The American magazine The New Yorker published an article about how in the Moscow office of Deutsche Bank held a so-called mirror transactions, investigation of which began regulators in the US, UK and Germany. As noted in the article, the author ed Caesar spoke with 14 former and current employees of Deutsche Bank in Moscow, as well as several people associated with the clients. Most of them asked not to reveal their names.
According to Caesar, one of his interlocutors, the broker who worked with clients mirroring trades Deutsche Bank, said that the scheme of such transactions were invented in the 2000s by other banks in Russia to help importers to avoid higher taxes. The source questioned the fact that the mirror transaction is to use wealthy Russians, like the brothers Arkady and Boris Rotenberg. In October 2015, the Agency Bloomberg with reference to sources wrote that Rothenberg could benefit from passing through the Deutsche Bank transactions. A representative of Rotenberg then denied involvement in the brothers to the mirror transactions or to withdrawal of capital from Russia through the German Bank.
Russian banker, who helped organize the scheme with mirror deals, said that much of the money passing through mirror transactions, “belonged to the natives of Chechnya with ties to the Kremlin,” says Caesar.
According to several sources, the main customers associated with mirror deals, came to the Moscow office of Deutsche Bank in 2011 through the Manager Sergei Suverov (in 2008 was appointed Vice President of Department of trading operations and senior Manager of operations in the stock market, and later left the Bank, in violation was not charged, the magazine notes).

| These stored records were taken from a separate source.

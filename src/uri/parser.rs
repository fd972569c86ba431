use crate::{matches, strings};

/// Splits a request target into `(scheme, host, path)`.
///
/// `default_host` fills in when the target carries no authority. Splitting
/// never fails: anything that is not a well formed `scheme://host` prefix
/// degrades to the default scheme and host, with the whole target as path.
pub(crate) fn split_host_uri<'a>(
    default_host: &'a [u8],
    target: &'a [u8],
) -> (&'a [u8], &'a [u8], &'a [u8]) {
    let Some(at) = find(target, strings::SLASH_SLASH) else {
        return (strings::HTTP, default_host, target);
    };

    let mut scheme = &target[..at];
    if let [head @ .., b':'] = scheme {
        scheme = head;
    } else if !scheme.is_empty() {
        // a nonempty prefix without its colon is path data, not a scheme
        return (strings::HTTP, default_host, target);
    }
    if scheme.iter().any(|&byte| !matches::is_scheme(byte)) {
        return (strings::HTTP, default_host, target);
    }

    let rest = &target[at + 2..];
    match rest.iter().position(|&byte| byte == b'/') {
        Some(at) => (scheme, &rest[..at], &rest[at..]),
        None => match rest.iter().position(|&byte| byte == b'?') {
            // bogus form like `foobar.com?a=b`
            Some(at) => (scheme, &rest[..at], &rest[at..]),
            None => (scheme, rest, strings::SLASH),
        },
    }
}

pub(crate) fn find(haystack: &[u8], needle: &[u8]) -> Option<usize> {
    haystack
        .windows(needle.len())
        .position(|window| window == needle)
}
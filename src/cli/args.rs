use clap::{Parser, ValueEnum};
use std::path::PathBuf;

use crate::config::defaults::*;

#[derive(Parser, Debug)]
#[command(name = "pdf-squeeze")]
#[command(
    author,
    version,
    about = "Shrink PDF files by downsampling and re-encoding their embedded images"
)]
pub struct Args {
    /// Input PDF file path
    #[arg(required = true)]
    pub input: PathBuf,

    /// Output PDF file path (defaults to <input>_compressed.pdf)
    #[arg(short, long)]
    pub output: Option<PathBuf>,

    /// Compression mode; selects default PPI and quality
    #[arg(short, long, value_enum, default_value = "balanced")]
    pub mode: CompressionMode,

    /// Override the target image resolution (pixels per inch)
    #[arg(long, value_parser = clap::value_parser!(u32).range(MIN_TARGET_PPI as i64..=MAX_TARGET_PPI as i64))]
    pub ppi: Option<u32>,

    /// Override the JPEG quality used for re-encoded images
    #[arg(short, long, value_parser = clap::value_parser!(u8).range(MIN_JPEG_QUALITY as i64..=MAX_JPEG_QUALITY as i64))]
    pub quality: Option<u8>,

    /// Per-image time budget in seconds (0 disables the budget)
    #[arg(long)]
    pub image_timeout_secs: Option<u64>,

    /// Verbosity level (-v, -vv)
    #[arg(short, long, action = clap::ArgAction::Count)]
    pub verbose: u8,
}

/// Default values a compression mode selects
#[derive(Copy, Clone, Debug, PartialEq, Eq)]
pub struct ModeDefaults {
    pub target_ppi: u32,
    pub jpeg_quality: u8,
    pub strip_metadata: bool,
}

/// How hard to squeeze the document
#[derive(Copy, Clone, Debug, PartialEq, Eq, ValueEnum, Default)]
pub enum CompressionMode {
    /// Good balance between size and quality (150 PPI)
    #[default]
    Balanced,
    /// Smaller size, noticeable quality loss (96 PPI)
    Aggressive,
    /// Lowest quality, smallest size (72 PPI); also removes metadata
    Extreme,
}

impl CompressionMode {
    pub const fn defaults(self) -> ModeDefaults {
        match self {
            CompressionMode::Balanced => ModeDefaults {
                target_ppi: BALANCED_PPI,
                jpeg_quality: BALANCED_QUALITY,
                strip_metadata: false,
            },
            CompressionMode::Aggressive => ModeDefaults {
                target_ppi: AGGRESSIVE_PPI,
                jpeg_quality: AGGRESSIVE_QUALITY,
                strip_metadata: false,
            },
            CompressionMode::Extreme => ModeDefaults {
                target_ppi: EXTREME_PPI,
                jpeg_quality: EXTREME_QUALITY,
                strip_metadata: true,
            },
        }
    }

    pub fn name(&self) -> &'static str {
        match self {
            CompressionMode::Balanced => "Balanced",
            CompressionMode::Aggressive => "Aggressive",
            CompressionMode::Extreme => "Extreme",
        }
    }
}

impl Args {
    /// Get the output path, defaulting to `<stem>_compressed.pdf` next to the input
    pub fn output_path(&self) -> PathBuf {
        self.output.clone().unwrap_or_else(|| {
            let stem = self
                .input
                .file_stem()
                .map(|s| s.to_string_lossy().into_owned())
                .unwrap_or_else(|| "output".to_string());
            self.input.with_file_name(format!("{}_compressed.pdf", stem))
        })
    }
}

Clients represented the Russian broker Igor Volkov, to the material. Contact by Volkov to Caesar failed. As he writes, we first present Volkov funds placed orders for traditional paper stock market but after some time the broker has signaled that it wants to conduct concurrent transactions in a large volume. In the end, according to Caesar, in the period from autumn 2011 until the beginning of 2015 almost every weekday wolves called in the Moscow office of Deutsche Bank asked traders to conduct two simultaneous operations: in the first case he on behalf of the Russian company bought for rubles of shares of Russian companies among the blue chips, totaling nearly $10 million; in the second case, the broker, acting on behalf of another, often registered in offshore, the company sold just bought shares in London for dollars, pounds or euros. Deutsche Bank received a small Commission, said Caesar.
Mirror transactions were designed to “expatriate of money,” he writes. “Since the Russian and offshore companies owned by the same owner, these seemingly ordinary transaction had alchemical purpose: to convert rubles stuck in Russia, in dollars hidden outside Russia”, — the journalist writes, noting that the mirror transactions are not illegal.
Four employees of the Moscow office of Deutsche Bank in conversation with the journalist said that nobody tried to hide the holding of the mirror transactions. According to Caesar, the head of Russian equities Tim Wiswell and traders Dean Maksutov and George Buznik met with Volkov, his orders were openly discussed in the Department about the transactions also knew several employees of the London office of Deutsche Bank.
The New Yorker also notes that every contractor who wanted to trade with Deutsche Bank, had to double-check the compliance departments in London and Moscow. The Bank also had to check the “know your customer” (know your client) and see whether the potential contractor with criminal activity. In the case of customers Volkova, according to The New Yorker, citing sources who worked at Deutsche Bank in 2011, the verification procedure consisted in the fact that traders on the sales asked the contractors to specify the sources of their funds. According to one former employee of the Bank, further questions nobody asked.
Writes Caesar, Volkov previously worked in the investment company “antanta the Capital” created by the son of a businessman Arkady Gaydamak Alexander, but ceased operations in 2008. One of Volkov’s former colleagues said that he is about 40 years old and that he likes beer. Another ex-colleague, describing Volkova, said that he “was not a great trader, but was a good fisherman.”
In the summer of 2015, it became known that Deutsche Bank began an internal investigation by the Moscow office because of suspicions about possible money laundering by Russian clients. The report on the results of the audit of the Bank reported that it had identified “systemic” failure in the procedure of internal control, designed to prevent money laundering. According to the Bank, flaws allowed out of Russia in 2012-2014 up to $10 billion.
On the background of the investigation it was dismissed several employees of Deutsche Bank, including head of trading Tim Wiswell, who unsuccessfully tried to sue the Bank compensation in the amount of 31 million RUB. At the end of 2015, the Bank of Russia declared that Deutsche Bank AG has been the victim of unlawful schemes., and fined Deutsche Bank on 300 thousand rubles for violation of rules of internal control.
In September 2015 Deutsche Bank has announced the optimization of its Russian branch and the intention to close the Department of corporate Finance and securities trading. When closing the division the Bank staff staged a farewell dinner near the office restaurant. “By the end of the evening, the bankers danced on the bar,” writes Caesar.
At the time of publication a press-service Deutsche Bank has not responded to a request for comment.